━━━ Data to examine ━━━
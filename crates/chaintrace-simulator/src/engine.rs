use std::sync::{Arc, Mutex};

use chaintrace_core::types::SensorKind;
use chrono::Utc;
use rusqlite::{Connection, Row};
use tokio::sync::{mpsc, watch};
use tracing::{error, info, warn};

use crate::{
    db::init_db,
    error::{Result, SimulatorError},
    types::{JobOverrides, SimJob},
};

/// How often the engine checks for due jobs. Intervals are specified
/// in milliseconds, so the poll has to be finer than one second.
const POLL_INTERVAL_MS: u64 = 200;

/// Variance applied when a job does not override it: 10% of base.
const DEFAULT_VARIANCE_FRACTION: f64 = 0.1;

const JOB_COLUMNS: &str = "asset_id, sensor_kind, base_value, variance, anomaly_probability,
     interval_ms, enabled, last_run, next_run, run_count, created_at, updated_at";

fn job_from_row(row: &Row<'_>) -> rusqlite::Result<SimJob> {
    let kind: String = row.get(1)?;
    Ok(SimJob {
        asset_id: row.get(0)?,
        kind: kind.parse().expect("SensorKind::from_str is infallible"),
        base_value: row.get(2)?,
        variance: row.get(3)?,
        anomaly_probability: row.get(4)?,
        interval_ms: row.get(5)?,
        enabled: row.get(6)?,
        last_run: row.get(7)?,
        next_run: row.get(8)?,
        run_count: row.get(9)?,
        created_at: row.get(10)?,
        updated_at: row.get(11)?,
    })
}

/// Shared handle for job management (add/remove/list) while the engine
/// loop runs.
///
/// Uses its own `Connection` so request handlers can manage jobs
/// without conflicting with the engine's polling queries.
pub struct SimulatorHandle {
    conn: Arc<Mutex<Connection>>,
    default_anomaly_probability: f64,
}

impl SimulatorHandle {
    pub fn new(conn: Connection, default_anomaly_probability: f64) -> Result<Self> {
        init_db(&conn)?;
        Ok(Self {
            conn: Arc::new(Mutex::new(conn)),
            default_anomaly_probability,
        })
    }

    /// Create or replace the job keyed by (asset_id, kind).
    ///
    /// Replacement keeps `created_at` and `run_count`, swaps every
    /// parameter, and re-arms the schedule: the first tick after an
    /// add (or replace) fires at now + interval_ms, never immediately.
    pub fn add_job(
        &self,
        asset_id: &str,
        kind: SensorKind,
        interval_ms: i64,
        overrides: JobOverrides,
    ) -> Result<SimJob> {
        if asset_id.trim().is_empty() {
            return Err(SimulatorError::InvalidParameter(
                "asset_id must not be empty".into(),
            ));
        }
        if interval_ms <= 0 {
            return Err(SimulatorError::InvalidParameter(format!(
                "interval_ms must be positive, got {interval_ms}"
            )));
        }

        let base_value = match overrides.base_value.or_else(|| kind.default_base_value()) {
            Some(v) => v,
            None => {
                return Err(SimulatorError::InvalidParameter(format!(
                    "no default base value for sensor kind \"{kind}\" — supply base_value"
                )))
            }
        };
        let variance = overrides
            .variance
            .unwrap_or(base_value.abs() * DEFAULT_VARIANCE_FRACTION);
        if variance < 0.0 {
            return Err(SimulatorError::InvalidParameter(format!(
                "variance must not be negative, got {variance}"
            )));
        }
        let anomaly_probability = overrides
            .anomaly_probability
            .unwrap_or(self.default_anomaly_probability);
        if !(0.0..=1.0).contains(&anomaly_probability) {
            return Err(SimulatorError::InvalidParameter(format!(
                "anomaly_probability must be within 0..=1, got {anomaly_probability}"
            )));
        }

        let now = Utc::now().timestamp_millis();
        let next = now + interval_ms;
        let kind_str = kind.to_string();

        let conn = self.conn.lock().unwrap();
        conn.execute(
            "INSERT INTO sim_jobs
             (asset_id, sensor_kind, base_value, variance, anomaly_probability,
              interval_ms, enabled, last_run, next_run, run_count, created_at, updated_at)
             VALUES (?1,?2,?3,?4,?5,?6,1,NULL,?7,0,?8,?8)
             ON CONFLICT(asset_id, sensor_kind) DO UPDATE SET
               base_value=excluded.base_value,
               variance=excluded.variance,
               anomaly_probability=excluded.anomaly_probability,
               interval_ms=excluded.interval_ms,
               enabled=1,
               next_run=excluded.next_run,
               updated_at=excluded.updated_at",
            rusqlite::params![
                asset_id,
                kind_str,
                base_value,
                variance,
                anomaly_probability,
                interval_ms,
                next,
                now
            ],
        )?;

        info!(asset_id, kind = %kind_str, interval_ms, "simulation job added");

        let mut stmt = conn.prepare_cached(&format!(
            "SELECT {JOB_COLUMNS} FROM sim_jobs WHERE asset_id = ?1 AND sensor_kind = ?2"
        ))?;
        let job = stmt.query_row(rusqlite::params![asset_id, kind_str], job_from_row)?;
        Ok(job)
    }

    /// Cancel future ticks for (asset_id, kind). Idempotent: removing
    /// a job that does not exist is not an error. Returns whether a
    /// job was actually removed.
    pub fn remove_job(&self, asset_id: &str, kind: &SensorKind) -> Result<bool> {
        let conn = self.conn.lock().unwrap();
        let n = conn.execute(
            "DELETE FROM sim_jobs WHERE asset_id = ?1 AND sensor_kind = ?2",
            rusqlite::params![asset_id, kind.to_string()],
        )?;
        if n > 0 {
            info!(asset_id, kind = %kind, "simulation job removed");
        }
        Ok(n > 0)
    }

    /// Return all known jobs ordered by creation time.
    pub fn list_jobs(&self) -> Result<Vec<SimJob>> {
        let conn = self.conn.lock().unwrap();
        let mut stmt = conn.prepare_cached(&format!(
            "SELECT {JOB_COLUMNS} FROM sim_jobs ORDER BY created_at, asset_id, sensor_kind"
        ))?;
        let jobs = stmt
            .query_map([], job_from_row)?
            .filter_map(|r| r.ok())
            .collect();
        Ok(jobs)
    }

    /// Fetch one job, if present.
    pub fn get_job(&self, asset_id: &str, kind: &SensorKind) -> Result<Option<SimJob>> {
        let conn = self.conn.lock().unwrap();
        let mut stmt = conn.prepare_cached(&format!(
            "SELECT {JOB_COLUMNS} FROM sim_jobs WHERE asset_id = ?1 AND sensor_kind = ?2"
        ))?;
        let job = stmt
            .query_row(rusqlite::params![asset_id, kind.to_string()], job_from_row)
            .map(Some)
            .or_else(|e| match e {
                rusqlite::Error::QueryReturnedNoRows => Ok(None),
                other => Err(other),
            })?;
        Ok(job)
    }
}

/// Polling engine: drives the persisted job set and forwards fired
/// jobs to the tick runner.
///
/// The engine itself never executes a tick — execution happens on the
/// runner's per-tick tasks, so one job's slow ledger write can never
/// delay another job's due time.
pub struct SimulatorEngine {
    conn: Connection,
    fired_tx: mpsc::Sender<SimJob>,
}

impl SimulatorEngine {
    /// Create a new engine, initialising the DB schema if needed.
    /// Every fired job is forwarded over `fired_tx` (non-blocking).
    pub fn new(conn: Connection, fired_tx: mpsc::Sender<SimJob>) -> Result<Self> {
        init_db(&conn)?;
        Ok(Self { conn, fired_tx })
    }

    /// Re-arm jobs whose due time passed while the process was down:
    /// missed windows are skipped, not replayed, and the next tick
    /// lands one full interval from now.
    pub fn rearm_missed_on_startup(&self) {
        let now = Utc::now().timestamp_millis();
        match self.conn.execute(
            "UPDATE sim_jobs SET next_run = ?1 + interval_ms, updated_at = ?1
             WHERE enabled = 1 AND next_run < ?1",
            [now],
        ) {
            Ok(n) if n > 0 => warn!(count = n, "jobs re-armed after missed windows"),
            Err(e) => error!("re-arm query failed: {e}"),
            _ => {}
        }
    }

    /// Main event loop. Polls until `shutdown` broadcasts `true`.
    pub async fn run(mut self, mut shutdown: watch::Receiver<bool>) {
        info!("simulator engine started");
        self.rearm_missed_on_startup();

        let mut interval =
            tokio::time::interval(std::time::Duration::from_millis(POLL_INTERVAL_MS));
        interval.set_missed_tick_behavior(tokio::time::MissedTickBehavior::Skip);
        loop {
            tokio::select! {
                _ = interval.tick() => {
                    if let Err(e) = self.tick_at(Utc::now().timestamp_millis()) {
                        error!("simulator tick error: {e}");
                    }
                }
                _ = shutdown.changed() => {
                    if *shutdown.borrow() {
                        info!("simulator engine shutting down");
                        break;
                    }
                }
            }
        }
    }

    /// Fire every enabled job due as of `now_ms`.
    ///
    /// The schedule advances at fire time — next_run = now + interval —
    /// so a tick that takes longer than its interval to execute does
    /// not stack up a backlog, and jobs never starve each other.
    /// Returns the number of jobs fired.
    pub fn tick_at(&mut self, now_ms: i64) -> Result<usize> {
        // Collect eagerly so `stmt` is dropped before we borrow
        // `self.conn` again for the UPDATE below.
        let due: Vec<SimJob> = {
            let mut stmt = self.conn.prepare_cached(&format!(
                "SELECT {JOB_COLUMNS} FROM sim_jobs
                 WHERE enabled = 1 AND next_run <= ?1"
            ))?;
            let rows: Vec<SimJob> = stmt
                .query_map([now_ms], job_from_row)?
                .filter_map(|r| r.ok())
                .collect();
            rows
        };

        let mut fired = 0;
        for mut job in due {
            let next = now_ms + job.interval_ms;
            let new_count = job.run_count + 1;

            self.conn.execute(
                "UPDATE sim_jobs SET last_run=?1, next_run=?2, run_count=?3, updated_at=?1
                 WHERE asset_id=?4 AND sensor_kind=?5",
                rusqlite::params![now_ms, next, new_count, job.asset_id, job.kind.to_string()],
            )?;

            job.last_run = Some(now_ms);
            job.next_run = next;
            job.run_count = new_count;
            job.updated_at = now_ms;

            // try_send never blocks the poll loop; a full channel means
            // the runner is saturated and this tick is dropped.
            if self.fired_tx.try_send(job.clone()).is_err() {
                warn!(
                    asset_id = %job.asset_id,
                    kind = %job.kind,
                    "tick channel full or closed — tick dropped"
                );
            }
            fired += 1;
        }
        Ok(fired)
    }
}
━━━
Aim of the exercise —
Of the entries above, repeat exactly the lines between the line with "pub fn list_jobs(&self)" and the line with "job, if present.", inclusive, and no others.

Answer to the problem —
    pub fn list_jobs(&self) -> Result<Vec<SimJob>> {
        let conn = self.conn.lock().unwrap();
        let mut stmt = conn.prepare_cached(&format!(
            "SELECT {JOB_COLUMNS} FROM sim_jobs ORDER BY created_at, asset_id, sensor_kind"
        ))?;
        let jobs = stmt
            .query_map([], job_from_row)?
            .filter_map(|r| r.ok())
            .collect();
        Ok(jobs)
    }

    /// Fetch one job, if present.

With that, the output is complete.